__Work instruction__
Going from the top of the data below, give again each line through the one containing "parsed leniently and", both ends kept.

---- Information provided

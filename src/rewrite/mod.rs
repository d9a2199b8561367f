//! Feed entry → article candidate via a generative text service.
//!
//! The service is asked for strict JSON; nothing about the schema is trusted.
//! The response is unwrapped from optional code fences, parsed leniently and
//! repaired: category coerced into the fixed set, excerpt clipped, tags
//! lowercased and capped, location resolved against the gazetteer.

pub mod llm;

use std::sync::Arc;

use chrono::NaiveDate;
use metrics::counter;
use once_cell::sync::OnceCell;
use regex::Regex;
use serde_json::{Map, Value};

use crate::article::{
    clip_chars, make_article_id, Candidate, Category, SourceRef, MAX_EXCERPT_CHARS, MAX_TAGS,
};
use crate::geo::{Gazetteer, GeoGuess};
use crate::ingest::types::FeedEntry;
use crate::throttle::Throttle;

pub use llm::{LlmClient, MockLlm, OpenAiClient};

#[derive(Debug, thiserror::Error)]
pub enum RewriteError {
    #[error("{0} not set")]
    MissingConfig(&'static str),
    #[error("upstream error: {0:#}")]
    Upstream(anyhow::Error),
    #[error("malformed model output: {0}")]
    Malformed(#[from] serde_json::Error),
}

pub const SYSTEM_PROMPT: &str = "You are a senior tech journalist writing for Tech Pulse, a modern tech news portal. \
You rewrite source material into original, engaging tech news articles. \
Your writing is factual, concise, and accessible to a broad tech-savvy audience. \
Always write in English.";

/// Structured user prompt for one entry.
pub fn build_user_prompt(entry: &FeedEntry, locations_hint: &str) -> String {
    format!(
        r#"Rewrite the following RSS feed entry as a Tech Pulse article.

SOURCE: {source}
TITLE: {title}
LINK: {link}
PUBLISHED: {published}
SUMMARY:
{summary}

INSTRUCTIONS:
1. Choose the single best category from: {categories}
2. Write a new, compelling headline (title).
3. Write an excerpt of max {excerpt_max} characters summarising the key point.
4. Write the full article as 400-700 words in Markdown, factual and informative,
   in your own words (never copy the source verbatim). Use ## subheadings where useful.
5. Include 3-5 relevant hyperlinks in the body using Markdown [text](url) syntax.
   Only link real, well-known URLs (official sites, product pages, Wikipedia).
6. Generate 3-{tags_max} relevant tags (lowercase, no hashes).
7. Determine the primary geographic location relevant to this story.
   {locations_hint}
   If the article mentions a known company, map it to the company HQ.
   If you can identify a location, provide name, lat, lon, countryCode.
   If no location is relevant, set geo to null.

Respond with ONLY valid JSON (no markdown fences) in this exact schema:
{{
  "category": "string",
  "title": "string",
  "excerpt": "string",
  "content": "string (markdown)",
  "tags": ["string"],
  "geo": {{ "name": "string", "lat": number, "lon": number, "countryCode": "string" }} | null
}}"#,
        source = entry.source_name,
        title = entry.title,
        link = entry.link,
        published = entry.published,
        summary = entry.summary,
        categories = Category::prompt_list(),
        excerpt_max = MAX_EXCERPT_CHARS,
        tags_max = MAX_TAGS,
    )
}

/// Remove an optional ```json … ``` wrapper.
pub fn strip_code_fences(raw: &str) -> &str {
    static RE_FENCE: OnceCell<Regex> = OnceCell::new();
    let re = RE_FENCE.get_or_init(|| {
        Regex::new(r"(?s)^```[A-Za-z]*\s*(.*?)\s*```$").expect("static regex")
    });
    let trimmed = raw.trim();
    re.captures(trimmed)
        .and_then(|c| c.get(1))
        .map(|m| m.as_str())
        .unwrap_or(trimmed)
}

/// Model output after validation and repair, before geo resolution.
#[derive(Debug, Clone, PartialEq)]
pub struct RewriteOutput {
    pub category: Category,
    pub title: Option<String>,
    pub excerpt: String,
    pub content: String,
    pub tags: Vec<String>,
    pub geo: Option<GeoGuess>,
}

/// Parse and repair a raw completion. Only a non-object / non-JSON body is an error.
pub fn parse_response(raw: &str) -> Result<RewriteOutput, RewriteError> {
    let obj: Map<String, Value> = serde_json::from_str(strip_code_fences(raw))?;
    let text = |k: &str| obj.get(k).and_then(Value::as_str).map(str::trim);

    let tags = match obj.get("tags") {
        Some(Value::Array(items)) => items
            .iter()
            .take(MAX_TAGS)
            .map(|t| match t {
                Value::String(s) => s.trim().to_lowercase(),
                other => other.to_string().to_lowercase(),
            })
            .filter(|t| !t.is_empty())
            .collect(),
        _ => Vec::new(),
    };

    Ok(RewriteOutput {
        category: text("category")
            .map(Category::parse_or_default)
            .unwrap_or_default(),
        title: text("title").filter(|t| !t.is_empty()).map(str::to_string),
        excerpt: clip_chars(text("excerpt").unwrap_or_default(), MAX_EXCERPT_CHARS),
        content: text("content").unwrap_or_default().to_string(),
        tags,
        geo: obj.get("geo").and_then(GeoGuess::from_value),
    })
}

pub struct Rewriter {
    llm: Arc<dyn LlmClient>,
    gazetteer: Arc<Gazetteer>,
    throttle: Arc<dyn Throttle>,
}

impl Rewriter {
    pub fn new(
        llm: Arc<dyn LlmClient>,
        gazetteer: Arc<Gazetteer>,
        throttle: Arc<dyn Throttle>,
    ) -> Self {
        Self {
            llm,
            gazetteer,
            throttle,
        }
    }

    pub async fn rewrite(
        &self,
        entry: &FeedEntry,
        today: NaiveDate,
    ) -> Result<Candidate, RewriteError> {
        self.throttle.acquire().await;

        let prompt = build_user_prompt(entry, &self.gazetteer.hint());
        let raw = self.llm.complete(SYSTEM_PROMPT, &prompt).await?;
        tracing::debug!(link = %entry.link, raw = %raw, "rewrite raw output");
        let out = parse_response(&raw)?;
        Ok(self.build_candidate(entry, out, today))
    }

    /// Rewrite a batch one entry at a time. Failures are logged and skipped.
    pub async fn rewrite_all(&self, entries: &[FeedEntry], today: NaiveDate) -> Vec<Candidate> {
        let mut out = Vec::with_capacity(entries.len());
        for (i, entry) in entries.iter().enumerate() {
            tracing::info!(
                n = i + 1,
                of = entries.len(),
                provider = self.llm.provider_name(),
                title = %clip_chars(&entry.title, 80),
                "rewriting entry"
            );
            match self.rewrite(entry, today).await {
                Ok(c) => {
                    counter!("rewrite_success_total").increment(1);
                    out.push(c);
                }
                Err(e) => {
                    counter!("rewrite_failures_total").increment(1);
                    tracing::warn!(error = %e, link = %entry.link, "rewrite failed, skipping entry");
                }
            }
        }
        tracing::info!(candidates = out.len(), entries = entries.len(), "rewrite pass complete");
        out
    }

    fn build_candidate(&self, entry: &FeedEntry, out: RewriteOutput, today: NaiveDate) -> Candidate {
        let title = out.title.unwrap_or_else(|| entry.title.clone());
        Candidate {
            id: make_article_id(&title, today),
            category: out.category,
            title,
            excerpt: out.excerpt,
            content: out.content,
            tags: out.tags,
            geo: out.geo.as_ref().and_then(|g| self.gazetteer.resolve(g)),
            source: SourceRef {
                name: entry.source_name.clone(),
                url: entry.link.clone(),
            },
            image: None,
            date: entry.published.clone(),
            featured: false,
        }
    }
}

#[cfg(test)]
mod tests {
    use super::*;

    #[test]
    fn fences_are_stripped() {
        assert_eq!(strip_code_fences("```json\n{\"a\":1}\n```"), "{\"a\":1}");
        assert_eq!(strip_code_fences("```\n{}\n```"), "{}");
        assert_eq!(strip_code_fences("  {\"a\":1} "), "{\"a\":1}");
    }

    #[test]
    fn bogus_category_and_too_many_tags_are_repaired() {
        let raw = r#"{"category":"bogus", "tags":["A","B","C","D","E","F","G","H"]}"#;
        let out = parse_response(raw).unwrap();
        assert_eq!(out.category, Category::Technology);
        assert_eq!(out.tags, vec!["a", "b", "c", "d", "e", "f", "g"]);
        assert!(out.title.is_none());
        assert!(out.geo.is_none());
    }

    #[test]
    fn excerpt_is_clipped_and_non_string_tags_coerced() {
        let raw = format!(
            r#"{{"category":"Space","excerpt":"{}","tags":[" Mars ", 42, true],"geo":null}}"#,
            "e".repeat(400)
        );
        let out = parse_response(&raw).unwrap();
        assert_eq!(out.category, Category::Space);
        assert_eq!(out.excerpt.chars().count(), MAX_EXCERPT_CHARS);
        assert_eq!(out.tags, vec!["mars", "42", "true"]);
    }

    #[test]
    fn tags_that_are_not_a_list_become_empty() {
        let out = parse_response(r#"{"tags":"ai, space"}"#).unwrap();
        assert!(out.tags.is_empty());
    }

    #[test]
    fn non_json_is_malformed() {
        assert!(matches!(
            parse_response("Sure! Here is your article"),
            Err(RewriteError::Malformed(_))
        ));
        assert!(matches!(parse_response("[1,2]"), Err(RewriteError::Malformed(_))));
    }

    #[test]
    fn prompt_carries_entry_and_hint() {
        let entry = FeedEntry {
            source_name: "Ars".into(),
            source_url: "https://ars/feed".into(),
            title: "Chip news".into(),
            link: "https://ars/1".into(),
            published: "2025-09-02T08:00:00Z".into(),
            summary: "A new chip.".into(),
        };
        let p = build_user_prompt(&entry, "Known locations: Zagreb");
        assert!(p.contains("TITLE: Chip news"));
        assert!(p.contains("Known locations: Zagreb"));
        assert!(p.contains("ai, gaming, space, technology, medicine, society, robotics"));
    }
}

--------

__Output of the exercise__
filename src/rewrite/mod.rs
repository d9a2199b8561367f
//! Feed entry → article candidate via a generative text service.
//!
//! The service is asked for strict JSON; nothing about the schema is trusted.
//! The response is unwrapped from optional code fences, parsed leniently and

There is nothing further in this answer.